> **Exercise description**
In the entries below, find the string "format" and return each line holding it.

Top of Records to process

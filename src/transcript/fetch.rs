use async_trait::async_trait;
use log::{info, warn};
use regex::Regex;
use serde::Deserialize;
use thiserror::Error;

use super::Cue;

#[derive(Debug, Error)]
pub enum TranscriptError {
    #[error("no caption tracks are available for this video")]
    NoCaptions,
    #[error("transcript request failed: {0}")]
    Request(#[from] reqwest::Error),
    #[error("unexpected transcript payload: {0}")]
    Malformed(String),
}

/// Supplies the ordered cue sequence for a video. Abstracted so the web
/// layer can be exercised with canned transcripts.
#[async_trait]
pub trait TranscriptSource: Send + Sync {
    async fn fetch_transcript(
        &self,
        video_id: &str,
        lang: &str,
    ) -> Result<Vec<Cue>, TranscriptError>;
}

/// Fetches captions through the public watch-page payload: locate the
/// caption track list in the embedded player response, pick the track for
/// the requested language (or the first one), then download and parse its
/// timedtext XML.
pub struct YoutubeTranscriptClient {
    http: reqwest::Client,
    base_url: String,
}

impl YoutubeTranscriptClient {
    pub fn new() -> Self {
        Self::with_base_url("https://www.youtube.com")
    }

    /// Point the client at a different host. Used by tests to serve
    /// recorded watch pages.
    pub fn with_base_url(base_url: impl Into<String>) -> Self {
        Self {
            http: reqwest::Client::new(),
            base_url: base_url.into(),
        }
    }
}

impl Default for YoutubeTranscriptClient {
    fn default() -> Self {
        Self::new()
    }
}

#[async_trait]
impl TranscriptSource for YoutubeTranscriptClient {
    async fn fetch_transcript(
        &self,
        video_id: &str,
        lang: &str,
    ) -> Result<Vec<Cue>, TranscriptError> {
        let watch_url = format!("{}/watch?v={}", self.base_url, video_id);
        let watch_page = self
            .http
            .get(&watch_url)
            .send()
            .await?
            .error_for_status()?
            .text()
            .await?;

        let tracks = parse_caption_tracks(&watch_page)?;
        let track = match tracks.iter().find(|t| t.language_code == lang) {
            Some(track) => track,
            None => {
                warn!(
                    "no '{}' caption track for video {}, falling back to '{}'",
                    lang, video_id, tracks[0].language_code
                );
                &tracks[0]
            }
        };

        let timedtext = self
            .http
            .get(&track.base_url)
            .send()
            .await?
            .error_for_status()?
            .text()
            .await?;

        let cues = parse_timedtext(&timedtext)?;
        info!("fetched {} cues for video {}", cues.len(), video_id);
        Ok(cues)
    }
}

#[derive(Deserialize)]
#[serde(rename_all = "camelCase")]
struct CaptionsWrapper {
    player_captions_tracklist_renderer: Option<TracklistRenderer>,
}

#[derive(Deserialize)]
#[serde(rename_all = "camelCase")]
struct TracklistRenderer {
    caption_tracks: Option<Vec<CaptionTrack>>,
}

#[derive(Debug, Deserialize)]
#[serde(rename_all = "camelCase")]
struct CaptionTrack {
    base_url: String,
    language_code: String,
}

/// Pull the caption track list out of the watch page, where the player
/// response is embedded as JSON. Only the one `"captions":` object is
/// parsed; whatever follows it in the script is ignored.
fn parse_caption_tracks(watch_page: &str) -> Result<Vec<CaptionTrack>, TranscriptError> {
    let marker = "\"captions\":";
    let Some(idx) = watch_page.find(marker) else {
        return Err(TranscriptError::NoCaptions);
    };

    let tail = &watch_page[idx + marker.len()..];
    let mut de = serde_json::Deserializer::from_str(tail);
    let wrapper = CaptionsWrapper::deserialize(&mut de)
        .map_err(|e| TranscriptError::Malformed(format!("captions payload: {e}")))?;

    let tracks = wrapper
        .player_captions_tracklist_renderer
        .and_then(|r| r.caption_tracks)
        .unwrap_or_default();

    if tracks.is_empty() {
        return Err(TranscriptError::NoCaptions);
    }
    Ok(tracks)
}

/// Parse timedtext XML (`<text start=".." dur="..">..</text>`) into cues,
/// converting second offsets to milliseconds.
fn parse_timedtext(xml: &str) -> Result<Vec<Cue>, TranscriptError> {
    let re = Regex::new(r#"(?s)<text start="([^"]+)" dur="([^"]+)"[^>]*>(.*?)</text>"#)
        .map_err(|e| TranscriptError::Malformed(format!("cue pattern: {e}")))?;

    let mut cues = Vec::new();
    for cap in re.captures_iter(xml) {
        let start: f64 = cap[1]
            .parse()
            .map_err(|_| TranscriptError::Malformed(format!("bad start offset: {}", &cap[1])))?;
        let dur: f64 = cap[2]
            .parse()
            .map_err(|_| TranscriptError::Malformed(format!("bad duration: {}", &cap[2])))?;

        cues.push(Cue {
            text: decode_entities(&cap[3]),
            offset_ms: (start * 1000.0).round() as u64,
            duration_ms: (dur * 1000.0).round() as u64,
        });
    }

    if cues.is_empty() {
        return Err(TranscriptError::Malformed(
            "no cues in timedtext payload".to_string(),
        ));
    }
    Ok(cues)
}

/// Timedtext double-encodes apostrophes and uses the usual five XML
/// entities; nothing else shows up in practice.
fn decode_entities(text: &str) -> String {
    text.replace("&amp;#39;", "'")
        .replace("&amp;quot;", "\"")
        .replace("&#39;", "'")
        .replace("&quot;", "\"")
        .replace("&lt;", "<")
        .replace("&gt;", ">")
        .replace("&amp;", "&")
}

Bottom of Records to process

> **Response box**
        let watch_url = format!("{}/watch?v={}", self.base_url, video_id);
        .map_err(|e| TranscriptError::Malformed(format!("captions payload: {e}")))?;
        .map_err(|e| TranscriptError::Malformed(format!("cue pattern: {e}")))?;
            .map_err(|_| TranscriptError::Malformed(format!("bad start offset: {}", &cap[1])))?;
            .map_err(|_| TranscriptError::Malformed(format!("bad duration: {}", &cap[2])))?;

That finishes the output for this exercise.